* Provided entries:
□ □ □ □ □

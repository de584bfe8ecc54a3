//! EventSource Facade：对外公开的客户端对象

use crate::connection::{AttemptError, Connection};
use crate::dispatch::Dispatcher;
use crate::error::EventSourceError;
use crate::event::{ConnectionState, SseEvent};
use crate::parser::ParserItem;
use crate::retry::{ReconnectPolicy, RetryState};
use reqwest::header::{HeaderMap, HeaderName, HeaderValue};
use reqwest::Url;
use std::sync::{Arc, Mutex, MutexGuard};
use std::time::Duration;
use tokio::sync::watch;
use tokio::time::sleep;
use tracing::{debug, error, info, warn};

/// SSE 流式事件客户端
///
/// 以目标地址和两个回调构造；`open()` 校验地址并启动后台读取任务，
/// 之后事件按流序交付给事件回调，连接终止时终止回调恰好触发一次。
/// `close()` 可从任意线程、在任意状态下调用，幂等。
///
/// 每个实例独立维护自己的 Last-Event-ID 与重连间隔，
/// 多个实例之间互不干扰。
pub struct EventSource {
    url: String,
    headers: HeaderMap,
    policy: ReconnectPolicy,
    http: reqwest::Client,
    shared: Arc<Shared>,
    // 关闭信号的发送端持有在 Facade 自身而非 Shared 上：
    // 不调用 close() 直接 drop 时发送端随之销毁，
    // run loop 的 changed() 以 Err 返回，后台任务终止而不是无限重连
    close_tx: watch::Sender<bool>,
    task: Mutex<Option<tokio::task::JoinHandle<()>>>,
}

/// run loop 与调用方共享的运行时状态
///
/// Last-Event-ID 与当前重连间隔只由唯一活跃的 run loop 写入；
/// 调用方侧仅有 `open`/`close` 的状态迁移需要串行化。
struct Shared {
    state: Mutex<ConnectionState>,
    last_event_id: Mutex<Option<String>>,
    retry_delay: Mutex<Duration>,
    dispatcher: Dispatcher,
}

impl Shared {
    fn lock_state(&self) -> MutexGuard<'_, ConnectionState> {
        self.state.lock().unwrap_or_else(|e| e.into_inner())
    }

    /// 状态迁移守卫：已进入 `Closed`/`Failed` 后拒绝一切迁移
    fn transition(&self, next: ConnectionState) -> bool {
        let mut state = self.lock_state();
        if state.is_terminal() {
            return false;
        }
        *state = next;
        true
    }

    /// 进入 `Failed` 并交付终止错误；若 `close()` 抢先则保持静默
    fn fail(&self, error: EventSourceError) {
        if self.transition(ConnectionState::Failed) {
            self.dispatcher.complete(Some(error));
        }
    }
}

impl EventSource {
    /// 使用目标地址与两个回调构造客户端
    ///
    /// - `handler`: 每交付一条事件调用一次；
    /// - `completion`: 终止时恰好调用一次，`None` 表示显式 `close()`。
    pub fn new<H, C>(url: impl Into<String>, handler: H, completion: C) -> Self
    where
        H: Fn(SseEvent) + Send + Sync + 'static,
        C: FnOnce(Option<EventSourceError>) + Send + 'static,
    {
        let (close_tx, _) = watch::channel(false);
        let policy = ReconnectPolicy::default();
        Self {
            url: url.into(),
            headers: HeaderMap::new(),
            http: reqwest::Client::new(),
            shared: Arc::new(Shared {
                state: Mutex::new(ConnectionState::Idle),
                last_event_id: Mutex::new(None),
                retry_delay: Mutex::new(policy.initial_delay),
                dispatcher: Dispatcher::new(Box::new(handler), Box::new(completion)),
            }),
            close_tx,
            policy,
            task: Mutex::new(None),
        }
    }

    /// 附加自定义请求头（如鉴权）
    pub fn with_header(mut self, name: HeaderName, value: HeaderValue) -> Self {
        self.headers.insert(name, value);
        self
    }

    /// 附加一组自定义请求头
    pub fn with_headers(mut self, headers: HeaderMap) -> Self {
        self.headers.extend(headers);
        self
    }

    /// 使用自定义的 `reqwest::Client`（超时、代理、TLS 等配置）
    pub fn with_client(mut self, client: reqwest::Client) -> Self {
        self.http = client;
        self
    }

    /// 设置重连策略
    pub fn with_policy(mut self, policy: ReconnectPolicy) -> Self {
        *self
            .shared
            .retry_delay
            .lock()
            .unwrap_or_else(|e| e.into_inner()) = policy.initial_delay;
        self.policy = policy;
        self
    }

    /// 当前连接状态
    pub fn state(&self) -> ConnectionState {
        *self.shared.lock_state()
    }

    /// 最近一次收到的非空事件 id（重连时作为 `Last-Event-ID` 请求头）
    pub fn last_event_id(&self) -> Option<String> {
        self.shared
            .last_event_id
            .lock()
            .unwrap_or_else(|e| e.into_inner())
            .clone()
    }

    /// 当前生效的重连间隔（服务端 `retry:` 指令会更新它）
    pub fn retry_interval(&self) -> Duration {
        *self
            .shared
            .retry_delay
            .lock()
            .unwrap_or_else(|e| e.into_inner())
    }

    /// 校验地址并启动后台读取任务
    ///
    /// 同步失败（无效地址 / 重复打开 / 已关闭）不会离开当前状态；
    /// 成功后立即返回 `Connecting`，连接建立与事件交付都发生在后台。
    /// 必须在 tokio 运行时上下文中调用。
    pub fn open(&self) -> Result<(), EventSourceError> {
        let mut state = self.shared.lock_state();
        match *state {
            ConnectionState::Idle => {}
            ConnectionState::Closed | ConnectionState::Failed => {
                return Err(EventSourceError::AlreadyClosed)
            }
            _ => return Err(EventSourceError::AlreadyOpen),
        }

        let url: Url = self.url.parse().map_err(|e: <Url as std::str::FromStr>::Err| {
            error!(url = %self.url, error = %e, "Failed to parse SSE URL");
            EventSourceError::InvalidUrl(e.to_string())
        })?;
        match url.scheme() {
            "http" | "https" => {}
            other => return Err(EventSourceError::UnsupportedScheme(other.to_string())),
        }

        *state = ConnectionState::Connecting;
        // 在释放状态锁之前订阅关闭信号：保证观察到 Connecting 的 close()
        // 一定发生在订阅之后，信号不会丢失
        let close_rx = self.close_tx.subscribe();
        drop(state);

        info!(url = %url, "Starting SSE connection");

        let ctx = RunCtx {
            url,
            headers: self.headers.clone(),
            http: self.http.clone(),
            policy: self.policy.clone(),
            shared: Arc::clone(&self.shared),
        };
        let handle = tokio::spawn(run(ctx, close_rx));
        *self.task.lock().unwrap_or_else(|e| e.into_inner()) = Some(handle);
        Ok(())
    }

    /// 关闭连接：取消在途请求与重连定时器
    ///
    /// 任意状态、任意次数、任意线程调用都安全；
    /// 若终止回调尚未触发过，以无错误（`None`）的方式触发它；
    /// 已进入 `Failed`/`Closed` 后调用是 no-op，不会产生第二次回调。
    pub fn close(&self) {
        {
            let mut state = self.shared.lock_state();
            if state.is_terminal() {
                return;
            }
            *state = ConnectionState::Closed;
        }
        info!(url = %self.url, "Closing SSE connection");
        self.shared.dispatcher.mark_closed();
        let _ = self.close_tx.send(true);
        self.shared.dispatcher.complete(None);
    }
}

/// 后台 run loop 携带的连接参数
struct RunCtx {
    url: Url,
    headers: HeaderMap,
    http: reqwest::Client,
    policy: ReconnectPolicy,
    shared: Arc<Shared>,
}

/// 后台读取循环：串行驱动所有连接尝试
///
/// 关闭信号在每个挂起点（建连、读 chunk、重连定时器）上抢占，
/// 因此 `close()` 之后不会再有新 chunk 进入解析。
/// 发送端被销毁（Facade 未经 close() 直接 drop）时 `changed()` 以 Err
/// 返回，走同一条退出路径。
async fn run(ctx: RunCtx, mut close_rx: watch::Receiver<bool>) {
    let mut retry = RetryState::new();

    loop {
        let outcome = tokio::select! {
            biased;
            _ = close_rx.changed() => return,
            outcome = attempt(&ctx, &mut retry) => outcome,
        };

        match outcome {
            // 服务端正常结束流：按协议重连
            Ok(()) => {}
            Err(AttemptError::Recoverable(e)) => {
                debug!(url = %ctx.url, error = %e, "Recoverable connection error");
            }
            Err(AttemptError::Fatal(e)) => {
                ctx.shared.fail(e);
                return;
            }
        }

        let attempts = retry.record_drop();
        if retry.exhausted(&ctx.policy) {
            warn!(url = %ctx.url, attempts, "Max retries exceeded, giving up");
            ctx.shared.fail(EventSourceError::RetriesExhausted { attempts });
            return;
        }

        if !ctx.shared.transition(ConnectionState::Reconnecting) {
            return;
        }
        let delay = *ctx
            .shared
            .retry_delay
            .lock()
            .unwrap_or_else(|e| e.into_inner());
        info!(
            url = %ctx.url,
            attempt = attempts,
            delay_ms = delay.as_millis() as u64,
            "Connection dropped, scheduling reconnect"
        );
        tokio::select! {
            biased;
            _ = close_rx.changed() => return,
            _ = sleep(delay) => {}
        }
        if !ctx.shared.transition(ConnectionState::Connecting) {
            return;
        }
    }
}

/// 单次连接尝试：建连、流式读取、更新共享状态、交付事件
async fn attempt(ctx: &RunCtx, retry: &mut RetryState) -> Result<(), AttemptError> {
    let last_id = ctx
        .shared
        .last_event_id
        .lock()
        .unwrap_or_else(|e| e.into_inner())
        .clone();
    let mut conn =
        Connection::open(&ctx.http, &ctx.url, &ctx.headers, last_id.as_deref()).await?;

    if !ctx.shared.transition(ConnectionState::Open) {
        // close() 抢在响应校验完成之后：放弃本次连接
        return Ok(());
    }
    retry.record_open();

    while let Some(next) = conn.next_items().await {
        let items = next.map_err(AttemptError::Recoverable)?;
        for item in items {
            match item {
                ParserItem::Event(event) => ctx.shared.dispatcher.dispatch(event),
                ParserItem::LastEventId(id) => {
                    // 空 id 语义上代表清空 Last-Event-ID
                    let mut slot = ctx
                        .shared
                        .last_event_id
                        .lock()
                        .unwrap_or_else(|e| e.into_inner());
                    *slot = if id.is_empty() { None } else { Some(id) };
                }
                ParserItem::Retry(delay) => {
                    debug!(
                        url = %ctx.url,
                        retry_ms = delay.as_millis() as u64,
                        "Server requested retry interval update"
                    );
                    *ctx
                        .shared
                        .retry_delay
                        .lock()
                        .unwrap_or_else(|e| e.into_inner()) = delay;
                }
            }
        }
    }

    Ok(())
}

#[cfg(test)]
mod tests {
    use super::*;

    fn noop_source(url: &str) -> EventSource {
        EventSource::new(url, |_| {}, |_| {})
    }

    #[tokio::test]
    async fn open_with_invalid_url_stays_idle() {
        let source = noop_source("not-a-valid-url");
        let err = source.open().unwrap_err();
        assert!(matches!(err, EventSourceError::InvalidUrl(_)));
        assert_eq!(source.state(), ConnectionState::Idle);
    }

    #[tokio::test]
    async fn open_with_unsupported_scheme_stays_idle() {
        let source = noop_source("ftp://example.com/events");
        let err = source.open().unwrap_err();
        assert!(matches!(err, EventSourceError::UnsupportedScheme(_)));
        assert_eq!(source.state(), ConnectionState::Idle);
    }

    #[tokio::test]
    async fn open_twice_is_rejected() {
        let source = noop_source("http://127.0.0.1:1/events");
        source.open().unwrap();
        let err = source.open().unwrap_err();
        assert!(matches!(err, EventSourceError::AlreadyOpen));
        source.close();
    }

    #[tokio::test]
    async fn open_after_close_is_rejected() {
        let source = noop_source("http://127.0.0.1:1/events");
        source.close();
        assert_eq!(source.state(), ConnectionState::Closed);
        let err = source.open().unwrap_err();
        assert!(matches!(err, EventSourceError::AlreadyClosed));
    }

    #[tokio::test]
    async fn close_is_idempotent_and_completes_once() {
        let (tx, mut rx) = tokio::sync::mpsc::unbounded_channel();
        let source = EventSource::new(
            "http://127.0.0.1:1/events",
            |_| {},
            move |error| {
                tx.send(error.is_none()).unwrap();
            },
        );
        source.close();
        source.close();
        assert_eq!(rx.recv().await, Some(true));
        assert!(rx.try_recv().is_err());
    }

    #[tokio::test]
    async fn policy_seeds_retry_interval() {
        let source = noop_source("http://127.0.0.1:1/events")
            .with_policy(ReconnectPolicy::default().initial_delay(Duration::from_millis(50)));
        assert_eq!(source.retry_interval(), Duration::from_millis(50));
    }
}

□ □ □ □ □

* Work required: Write the lines again exactly, from the first line of the material above to the line that includes "use reqwest::Url;", both included. Leave out all the rest.

* Task answer:
repository de584bfe8ecc54a3
//! EventSource Facade：对外公开的客户端对象

use crate::connection::{AttemptError, Connection};
use crate::dispatch::Dispatcher;
use crate::error::EventSourceError;
use crate::event::{ConnectionState, SseEvent};
use crate::parser::ParserItem;
use crate::retry::{ReconnectPolicy, RetryState};
use reqwest::header::{HeaderMap, HeaderName, HeaderValue};
use reqwest::Url;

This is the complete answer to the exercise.